1. 1. As Ursula Le Guin mentions in her Introduction, The Time Machine was once published in a collection titled Seven Scientific Romances, and indeed H. G. Wells was known to refer often to the novella as a “romance.” This may seem an unusual way of classifying The Time Machine. Why might Wells have deemed his work a “scientific romance”? What elements of the story, and of Wells’s own motivations for writing it, would justify that categorization?

2. 2. In Wells’s Preface to this edition of The Time Machine, he refers to himself in the third person, as “the writer,” until he startles the reader by referring to “my story” at the midpoint of the essay. Why might Wells have made the choice to refer to himself in the third person, and what effect did this have on your response to the rest of the book? Did his apparent objectivity provide an additional sense of credibility to the text? Why might he have abruptly switched voices, making the piece more personal, after establishing himself as an objective observer?

3. 3. The story of The Time Machine is framed by a dinner party. The banquet, or dinner party, is prevalent in literature as both a trope and a literary device. The use of a dinner party in science fiction may, however, seem somewhat untraditional. Why might Wells have chosen a dinner party as a framing device for his story? What purposes does it serve? In a story about time and time travel, did it help to ground you, the reader, in the present?

4. 4. The Time Machine, written in 1895, is often viewed as a radical and insightful discourse in the science of time/
space relations. As a piece of fiction, it is entertaining and provocative, but Wells also delves into a profound discussion of time as a fourth dimension. The Time Traveller’s explanation of these scientific ideas is rather detailed and quite scholarly. Where in the story does he first explain these ideas, and how does he do so? While this may be exposition for the rest of the story, what other purposes might Wells have had in engaging this discussion in such detail? What might Victorian readers have thought about these ideas?
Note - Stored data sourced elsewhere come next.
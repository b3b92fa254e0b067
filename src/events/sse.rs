//! `text/event-stream` decoding
//!
//! The wire format is line based:
//!
//! ```text
//! event: phase
//! data: {"phase": "processing"}
//!
//! event: progress
//! data: {"step": "Extracting frames", "progress": 40}
//!
//! ```
//!
//! A blank line dispatches the frame. Bytes are buffered until a full line is
//! available so multi-byte characters split across chunks decode correctly.

use super::transport::TransportError;
use super::Event;
use bytes::Bytes;
use futures_util::{Stream, StreamExt};
use serde::Deserialize;
use std::collections::VecDeque;
use std::fmt::Display;
use std::pin::Pin;
use tracing::{debug, warn};

/// One dispatched frame before interpretation
#[derive(Debug, Clone, Default, PartialEq, Eq)]
pub struct SseFrame {
    pub event: Option<String>,
    pub data: String,
}

impl SseFrame {
    /// Event name, `message` when the frame has no `event:` field
    pub fn name(&self) -> &str {
        self.event.as_deref().unwrap_or("message")
    }
}

/// Longest line the decoder buffers while waiting for its newline
pub const MAX_LINE_BYTES: usize = 1024 * 1024;

/// Incremental line decoder
#[derive(Debug)]
pub struct SseDecoder {
    buffer: Vec<u8>,
    /// Bytes of `buffer` already known to contain no newline
    scanned: usize,
    max_line: usize,
    event: Option<String>,
    data: Vec<String>,
}

impl Default for SseDecoder {
    fn default() -> Self {
        Self::with_max_line(MAX_LINE_BYTES)
    }
}

impl SseDecoder {
    pub fn new() -> Self {
        Self::default()
    }

    pub fn with_max_line(max_line: usize) -> Self {
        Self {
            buffer: Vec::new(),
            scanned: 0,
            max_line,
            event: None,
            data: Vec::new(),
        }
    }

    /// Feeds a chunk and returns every frame completed by it.
    ///
    /// Fails when an unterminated line grows past the configured limit; the
    /// buffered bytes are dropped.
    pub fn feed(&mut self, chunk: &[u8]) -> Result<Vec<SseFrame>, TransportError> {
        self.buffer.extend_from_slice(chunk);

        let mut frames = Vec::new();
        let mut start = 0;
        while let Some(offset) = self.buffer[self.scanned..]
            .iter()
            .position(|b| *b == b'\n')
        {
            let end = self.scanned + offset;
            let line = String::from_utf8_lossy(&self.buffer[start..end]).into_owned();
            let line = line.strip_suffix('\r').unwrap_or(&line);
            if let Some(frame) = self.process_line(line) {
                frames.push(frame);
            }
            start = end + 1;
            self.scanned = start;
        }
        self.buffer.drain(..start);
        self.scanned = self.buffer.len();

        if self.buffer.len() > self.max_line {
            let buffered = self.buffer.len();
            self.buffer.clear();
            self.scanned = 0;
            return Err(TransportError::Read(format!(
                "event stream line exceeds {} bytes ({} buffered)",
                self.max_line, buffered
            )));
        }
        Ok(frames)
    }

    fn process_line(&mut self, line: &str) -> Option<SseFrame> {
        if line.is_empty() {
            return self.dispatch();
        }
        if line.starts_with(':') {
            return None;
        }

        let (field, value) = match line.split_once(':') {
            Some((field, value)) => (field, value.strip_prefix(' ').unwrap_or(value)),
            None => (line, ""),
        };

        match field {
            "event" => self.event = Some(value.to_string()),
            "data" => self.data.push(value.to_string()),
            // Reconnection is driven by the retry policy, not by the server
            "id" | "retry" => {}
            other => debug!(field = other, "Ignoring unknown SSE field"),
        }
        None
    }

    fn dispatch(&mut self) -> Option<SseFrame> {
        if self.event.is_none() && self.data.is_empty() {
            return None;
        }
        Some(SseFrame {
            event: self.event.take(),
            data: std::mem::take(&mut self.data).join("\n"),
        })
    }
}

#[derive(Deserialize)]
struct PhasePayload {
    phase: String,
}

#[derive(Deserialize)]
struct ProgressPayload {
    #[serde(default)]
    step: String,
    progress: f64,
}

#[derive(Deserialize)]
struct ScopingPayload {
    result: String,
}

#[derive(Deserialize)]
struct ErrorPayload {
    message: String,
}

/// Interprets a frame.
///
/// Returns `Ok(None)` for frames that are skipped: unknown event names and
/// payloads that fail to decode. A server `error` event becomes a transport
/// error so the stream client treats it like a dropped connection.
pub fn decode_frame(frame: &SseFrame) -> Result<Option<Event>, TransportError> {
    let event = match frame.name() {
        "phase" => serde_json::from_str::<PhasePayload>(&frame.data)
            .map(|p| Event::Phase { phase: p.phase }),
        "progress" => serde_json::from_str::<ProgressPayload>(&frame.data).map(|p| {
            Event::Progress {
                step: p.step,
                percent: clamp_percent(p.progress),
            }
        }),
        "scoping" => serde_json::from_str::<ScopingPayload>(&frame.data)
            .map(|p| Event::Scoping { result: p.result }),
        // The payload carries the final phase, which was already announced
        "done" => return Ok(Some(Event::Done)),
        "error" => {
            let message = serde_json::from_str::<ErrorPayload>(&frame.data)
                .map(|p| p.message)
                .unwrap_or_else(|_| frame.data.clone());
            return Err(TransportError::Server(message));
        }
        other => {
            debug!(event = other, "Skipping unknown event");
            return Ok(None);
        }
    };

    match event {
        Ok(event) => Ok(Some(event)),
        Err(e) => {
            warn!(event = frame.name(), error = %e, "Skipping malformed event payload");
            Ok(None)
        }
    }
}

fn clamp_percent(value: f64) -> u8 {
    if value.is_nan() {
        return 0;
    }
    value.round().clamp(0.0, 100.0) as u8
}

type ByteStream<E> = Pin<Box<dyn Stream<Item = Result<Bytes, E>> + Send>>;

struct DecodeState<E> {
    inner: ByteStream<E>,
    decoder: SseDecoder,
    pending: VecDeque<Result<Event, TransportError>>,
    failed: bool,
}

/// Turns a byte stream into a stream of application events.
///
/// Skipped frames produce no item. The stream ends when the byte stream ends
/// or right after the first error.
pub fn decode_stream<S, E>(bytes: S) -> impl Stream<Item = Result<Event, TransportError>> + Send
where
    S: Stream<Item = Result<Bytes, E>> + Send + 'static,
    E: Display + Send + 'static,
{
    let state = DecodeState {
        inner: Box::pin(bytes),
        decoder: SseDecoder::new(),
        pending: VecDeque::new(),
        failed: false,
    };

    futures_util::stream::unfold(state, |mut state| async move {
        loop {
            if let Some(item) = state.pending.pop_front() {
                if item.is_err() {
                    state.failed = true;
                    state.pending.clear();
                }
                return Some((item, state));
            }
            if state.failed {
                return None;
            }

            match state.inner.next().await {
                Some(Ok(chunk)) => match state.decoder.feed(&chunk) {
                    Ok(frames) => {
                        for frame in frames {
                            if let Some(item) = decode_frame(&frame).transpose() {
                                state.pending.push_back(item);
                            }
                        }
                    }
                    Err(e) => state.pending.push_back(Err(e)),
                },
                Some(Err(e)) => {
                    state.pending.push_back(Err(TransportError::Read(e.to_string())));
                }
                None => return None,
            }
        }
    })
}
What might the character of the Time Traveller reveal about Wells’s attitudes toward science and the scientific pursuit?

5. 5. The issue of credibility comes up at the outset of The Time Machine. How does the Time Traveller attempt to give credibility to his ideas at the beginning, and what devices throughout does the character use to make the time-travel premise believable for his audience? What techniques or ideas does Wells use to make the premise credible for his readers?

6. 6. Throughout the novel, the only character named is Weena. Each of the Time Traveller’s companions is referred to by either first initial or occupation, and the narrator’s identity is not even disclosed until the book’s conclusion. Why might Wells have used this technique? Is the fact that Weena is the only character acknowledged by name meaningful to the book?

7. 7. Written at a time of rapid economic growth and industrialization in England, The Time Machine is renowned as a work of social criticism. It is known that Wells’s own political beliefs were leftist. Describe the relationship between the species of the future, the Eloi and the Morlocks. How might The Time Machine, in its depiction of the future and the struggle between these species, be a metaphor and prophecy for the age in which Wells was living?

8. 8. It is noteworthy that the Time Traveller comments so often on the year in the future to which he traveled, 802,701. Why was it necessary for Wells’s to set his story so far in the future? Does the extremity of the setting make the novel more or less relevant as a work of social criticism?

9. 9. The idea of evolution arises often in this book; the discussion of it falls into the categories of both scientific commentary and social criticism. How does Wells depict the evolution of the human race? What factors contribute to the final results? How do the Eloi evolve into androgynous automatons, while the Morlocks devolve into brutish troglodytes?

10. 10. The processes of evolution and devolution as depicted in The Time Machine provide interesting insight into the concept of gender roles in modern society. How does Wells construct his criticism of gender and society through the depiction of these two species? How do you think his Victorian audience would have responded to this type of commentary?

11. 11. The Time Machine is a work laden with symbolism. The Palace of Green Porcelain stands out as having significant meaning in terms of both the plot and the social commentary it affords. What is the relevance of the palace in the year 802,701, what is it in the Time Traveller’s age, and how does the palace figure into the plot? While in the Palace of Green Porcelain, the Time Traveller chooses a few “weapons.” What are they and how does he use them? It is interesting that the matches he selects figure the most prominently into the story. Is the importance of fire in the far distant future ironic? Find, describe, and discuss other symbols that appear over the course of the novel.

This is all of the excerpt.